• Task: Within the listing below, locate all lines containing the word "Configuration". Copy each one.

• Records shown:

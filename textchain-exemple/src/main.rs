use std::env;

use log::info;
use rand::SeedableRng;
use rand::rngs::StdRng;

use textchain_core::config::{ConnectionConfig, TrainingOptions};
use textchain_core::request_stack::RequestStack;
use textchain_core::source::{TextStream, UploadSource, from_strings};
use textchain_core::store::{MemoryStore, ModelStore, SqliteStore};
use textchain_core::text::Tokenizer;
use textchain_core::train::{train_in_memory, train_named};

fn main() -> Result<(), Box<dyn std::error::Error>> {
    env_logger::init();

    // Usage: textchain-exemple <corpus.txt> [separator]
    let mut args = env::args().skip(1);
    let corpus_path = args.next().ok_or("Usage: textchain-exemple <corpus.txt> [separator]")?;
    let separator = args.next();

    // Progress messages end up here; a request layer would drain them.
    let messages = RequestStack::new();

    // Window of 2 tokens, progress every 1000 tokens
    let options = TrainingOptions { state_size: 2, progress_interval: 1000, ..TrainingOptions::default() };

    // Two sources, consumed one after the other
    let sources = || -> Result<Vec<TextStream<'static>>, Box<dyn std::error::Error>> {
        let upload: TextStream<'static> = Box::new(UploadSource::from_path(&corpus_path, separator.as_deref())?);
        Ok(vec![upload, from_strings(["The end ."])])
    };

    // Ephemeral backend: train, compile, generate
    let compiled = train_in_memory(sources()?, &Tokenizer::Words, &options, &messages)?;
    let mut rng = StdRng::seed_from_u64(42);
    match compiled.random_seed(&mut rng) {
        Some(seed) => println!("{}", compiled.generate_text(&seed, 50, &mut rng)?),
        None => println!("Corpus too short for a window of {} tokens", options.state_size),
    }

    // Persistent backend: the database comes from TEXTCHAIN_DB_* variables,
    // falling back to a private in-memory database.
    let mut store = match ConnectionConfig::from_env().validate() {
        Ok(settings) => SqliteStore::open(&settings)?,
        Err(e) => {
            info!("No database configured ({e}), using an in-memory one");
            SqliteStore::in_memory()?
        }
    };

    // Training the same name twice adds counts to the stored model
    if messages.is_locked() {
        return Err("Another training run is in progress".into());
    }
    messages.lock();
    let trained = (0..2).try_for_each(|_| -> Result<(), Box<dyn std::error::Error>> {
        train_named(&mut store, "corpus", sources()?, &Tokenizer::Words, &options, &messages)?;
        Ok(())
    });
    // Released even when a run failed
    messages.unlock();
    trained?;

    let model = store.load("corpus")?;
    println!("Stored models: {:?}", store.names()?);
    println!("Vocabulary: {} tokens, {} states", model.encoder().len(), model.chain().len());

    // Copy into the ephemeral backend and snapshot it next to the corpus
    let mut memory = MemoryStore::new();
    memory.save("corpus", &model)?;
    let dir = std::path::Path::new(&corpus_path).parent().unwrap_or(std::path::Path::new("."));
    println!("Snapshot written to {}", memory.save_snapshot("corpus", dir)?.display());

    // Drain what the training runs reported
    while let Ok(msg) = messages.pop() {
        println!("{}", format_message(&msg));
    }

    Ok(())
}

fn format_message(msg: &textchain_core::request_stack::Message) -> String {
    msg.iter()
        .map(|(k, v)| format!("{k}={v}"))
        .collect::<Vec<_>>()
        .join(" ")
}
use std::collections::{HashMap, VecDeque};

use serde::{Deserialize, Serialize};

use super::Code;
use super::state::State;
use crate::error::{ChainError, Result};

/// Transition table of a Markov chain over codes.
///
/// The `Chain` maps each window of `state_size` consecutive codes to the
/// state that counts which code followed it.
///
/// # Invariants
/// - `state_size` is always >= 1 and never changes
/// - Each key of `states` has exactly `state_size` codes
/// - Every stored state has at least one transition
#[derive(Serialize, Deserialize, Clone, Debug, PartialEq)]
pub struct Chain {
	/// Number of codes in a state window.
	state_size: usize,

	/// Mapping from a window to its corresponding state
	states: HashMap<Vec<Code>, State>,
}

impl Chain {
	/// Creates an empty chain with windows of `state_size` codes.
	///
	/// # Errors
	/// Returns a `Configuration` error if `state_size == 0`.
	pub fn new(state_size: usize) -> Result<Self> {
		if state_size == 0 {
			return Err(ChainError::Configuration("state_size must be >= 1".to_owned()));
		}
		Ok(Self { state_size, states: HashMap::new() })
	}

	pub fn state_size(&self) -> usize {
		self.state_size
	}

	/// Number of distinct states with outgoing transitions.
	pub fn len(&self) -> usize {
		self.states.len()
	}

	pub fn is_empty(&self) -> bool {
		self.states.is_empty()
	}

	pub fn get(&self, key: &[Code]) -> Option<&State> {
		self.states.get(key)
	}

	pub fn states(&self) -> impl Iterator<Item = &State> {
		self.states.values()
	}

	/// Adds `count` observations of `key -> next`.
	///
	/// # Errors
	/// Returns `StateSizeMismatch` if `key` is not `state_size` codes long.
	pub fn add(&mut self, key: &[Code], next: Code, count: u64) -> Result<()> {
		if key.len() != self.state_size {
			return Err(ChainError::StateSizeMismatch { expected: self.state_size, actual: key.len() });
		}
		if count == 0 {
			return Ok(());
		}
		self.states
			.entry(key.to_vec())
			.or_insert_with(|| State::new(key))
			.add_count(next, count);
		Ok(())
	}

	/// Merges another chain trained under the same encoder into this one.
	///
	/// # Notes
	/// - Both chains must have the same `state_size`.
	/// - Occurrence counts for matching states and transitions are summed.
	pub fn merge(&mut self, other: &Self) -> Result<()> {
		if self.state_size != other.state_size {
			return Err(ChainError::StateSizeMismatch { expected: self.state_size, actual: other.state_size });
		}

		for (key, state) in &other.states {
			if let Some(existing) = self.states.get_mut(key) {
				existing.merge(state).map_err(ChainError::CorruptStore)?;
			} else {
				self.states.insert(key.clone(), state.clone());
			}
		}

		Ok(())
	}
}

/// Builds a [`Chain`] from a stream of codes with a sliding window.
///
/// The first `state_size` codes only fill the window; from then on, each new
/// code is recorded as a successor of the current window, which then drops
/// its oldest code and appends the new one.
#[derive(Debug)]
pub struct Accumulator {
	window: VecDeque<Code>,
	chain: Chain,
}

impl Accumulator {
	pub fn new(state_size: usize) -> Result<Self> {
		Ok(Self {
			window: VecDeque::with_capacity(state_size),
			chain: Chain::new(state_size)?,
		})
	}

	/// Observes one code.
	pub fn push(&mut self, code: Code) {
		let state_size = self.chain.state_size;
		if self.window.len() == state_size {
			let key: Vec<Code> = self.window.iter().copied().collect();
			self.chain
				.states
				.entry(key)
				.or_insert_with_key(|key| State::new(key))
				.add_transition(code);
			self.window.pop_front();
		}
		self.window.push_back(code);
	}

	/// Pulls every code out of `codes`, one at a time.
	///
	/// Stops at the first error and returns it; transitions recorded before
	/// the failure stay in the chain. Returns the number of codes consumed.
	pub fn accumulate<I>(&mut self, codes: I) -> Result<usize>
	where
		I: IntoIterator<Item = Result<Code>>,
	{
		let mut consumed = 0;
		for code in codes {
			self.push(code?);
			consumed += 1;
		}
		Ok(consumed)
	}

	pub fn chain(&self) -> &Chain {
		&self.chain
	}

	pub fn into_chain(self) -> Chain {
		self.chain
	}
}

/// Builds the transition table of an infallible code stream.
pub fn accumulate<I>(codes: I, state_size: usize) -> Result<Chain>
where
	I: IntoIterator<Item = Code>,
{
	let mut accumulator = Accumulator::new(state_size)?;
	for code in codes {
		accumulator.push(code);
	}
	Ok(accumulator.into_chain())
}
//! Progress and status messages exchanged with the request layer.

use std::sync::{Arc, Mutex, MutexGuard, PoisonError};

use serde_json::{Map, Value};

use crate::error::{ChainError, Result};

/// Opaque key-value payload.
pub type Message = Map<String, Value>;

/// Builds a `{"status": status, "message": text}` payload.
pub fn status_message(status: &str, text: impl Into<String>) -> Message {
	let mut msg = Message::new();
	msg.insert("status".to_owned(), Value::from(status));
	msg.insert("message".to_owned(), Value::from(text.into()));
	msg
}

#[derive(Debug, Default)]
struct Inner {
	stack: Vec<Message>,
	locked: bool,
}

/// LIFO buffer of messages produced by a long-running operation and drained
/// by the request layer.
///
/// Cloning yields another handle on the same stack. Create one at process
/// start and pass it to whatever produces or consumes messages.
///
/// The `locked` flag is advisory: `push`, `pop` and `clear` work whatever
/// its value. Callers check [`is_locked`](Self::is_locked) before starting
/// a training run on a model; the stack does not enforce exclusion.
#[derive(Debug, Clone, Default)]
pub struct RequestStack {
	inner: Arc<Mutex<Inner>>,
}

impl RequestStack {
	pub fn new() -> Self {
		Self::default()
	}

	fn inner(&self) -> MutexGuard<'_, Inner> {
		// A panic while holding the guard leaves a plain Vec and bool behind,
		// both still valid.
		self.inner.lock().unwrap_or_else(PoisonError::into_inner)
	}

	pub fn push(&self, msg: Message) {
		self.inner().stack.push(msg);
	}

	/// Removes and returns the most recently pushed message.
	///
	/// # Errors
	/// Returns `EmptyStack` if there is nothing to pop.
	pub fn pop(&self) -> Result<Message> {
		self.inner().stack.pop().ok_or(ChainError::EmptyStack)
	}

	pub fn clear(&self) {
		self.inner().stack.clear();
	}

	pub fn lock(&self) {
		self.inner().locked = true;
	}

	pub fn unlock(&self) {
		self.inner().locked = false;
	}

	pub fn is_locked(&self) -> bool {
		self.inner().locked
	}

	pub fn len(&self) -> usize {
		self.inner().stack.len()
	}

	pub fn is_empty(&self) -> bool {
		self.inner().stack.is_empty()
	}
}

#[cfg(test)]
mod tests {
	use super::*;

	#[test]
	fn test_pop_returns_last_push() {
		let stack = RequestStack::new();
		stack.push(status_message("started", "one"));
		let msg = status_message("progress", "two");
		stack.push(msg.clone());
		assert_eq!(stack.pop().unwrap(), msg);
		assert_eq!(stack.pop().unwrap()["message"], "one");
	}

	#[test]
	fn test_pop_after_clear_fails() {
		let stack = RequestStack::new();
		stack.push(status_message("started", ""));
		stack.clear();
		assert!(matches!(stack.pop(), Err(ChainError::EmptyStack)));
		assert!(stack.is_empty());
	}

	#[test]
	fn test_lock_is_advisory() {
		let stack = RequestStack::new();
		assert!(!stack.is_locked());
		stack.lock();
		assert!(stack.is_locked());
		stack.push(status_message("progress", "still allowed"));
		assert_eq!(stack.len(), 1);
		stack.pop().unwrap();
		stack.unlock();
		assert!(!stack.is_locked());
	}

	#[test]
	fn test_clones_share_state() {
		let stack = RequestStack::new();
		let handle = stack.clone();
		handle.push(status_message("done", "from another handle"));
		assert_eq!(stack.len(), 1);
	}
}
* * *
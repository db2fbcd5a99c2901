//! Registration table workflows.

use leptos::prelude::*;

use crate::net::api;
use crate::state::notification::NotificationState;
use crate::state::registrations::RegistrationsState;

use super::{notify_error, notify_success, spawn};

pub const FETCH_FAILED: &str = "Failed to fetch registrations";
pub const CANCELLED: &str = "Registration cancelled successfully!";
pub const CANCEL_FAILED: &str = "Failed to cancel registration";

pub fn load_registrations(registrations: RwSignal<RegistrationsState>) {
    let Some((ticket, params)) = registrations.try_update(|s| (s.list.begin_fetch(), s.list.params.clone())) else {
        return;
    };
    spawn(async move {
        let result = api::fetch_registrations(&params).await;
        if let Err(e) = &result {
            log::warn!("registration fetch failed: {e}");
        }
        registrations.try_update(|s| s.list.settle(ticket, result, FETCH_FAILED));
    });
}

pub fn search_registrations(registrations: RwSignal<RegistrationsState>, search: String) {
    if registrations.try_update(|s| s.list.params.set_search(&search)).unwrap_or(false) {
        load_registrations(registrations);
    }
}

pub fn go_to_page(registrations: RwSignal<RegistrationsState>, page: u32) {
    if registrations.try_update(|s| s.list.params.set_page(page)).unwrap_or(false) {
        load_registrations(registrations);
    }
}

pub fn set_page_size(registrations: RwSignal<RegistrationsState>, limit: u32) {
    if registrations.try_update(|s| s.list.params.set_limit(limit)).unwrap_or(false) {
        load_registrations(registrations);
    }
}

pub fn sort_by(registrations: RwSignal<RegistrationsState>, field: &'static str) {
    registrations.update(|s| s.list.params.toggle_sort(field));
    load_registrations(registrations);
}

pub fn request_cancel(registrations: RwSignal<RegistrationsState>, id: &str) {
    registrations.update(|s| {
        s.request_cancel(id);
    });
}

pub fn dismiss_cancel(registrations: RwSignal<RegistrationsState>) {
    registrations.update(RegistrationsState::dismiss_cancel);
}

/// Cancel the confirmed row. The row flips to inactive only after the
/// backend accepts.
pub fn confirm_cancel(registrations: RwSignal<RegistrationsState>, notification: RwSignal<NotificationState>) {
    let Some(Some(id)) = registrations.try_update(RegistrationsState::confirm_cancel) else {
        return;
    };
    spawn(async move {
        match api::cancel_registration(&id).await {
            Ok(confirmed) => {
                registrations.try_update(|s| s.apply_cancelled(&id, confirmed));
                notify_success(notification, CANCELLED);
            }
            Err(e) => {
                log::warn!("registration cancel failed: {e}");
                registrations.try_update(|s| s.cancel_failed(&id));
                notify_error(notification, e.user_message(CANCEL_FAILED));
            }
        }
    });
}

• Solution to this task:
	/// Returns a `Configuration` error if `state_size == 0`.
			return Err(ChainError::Configuration("state_size must be >= 1".to_owned()));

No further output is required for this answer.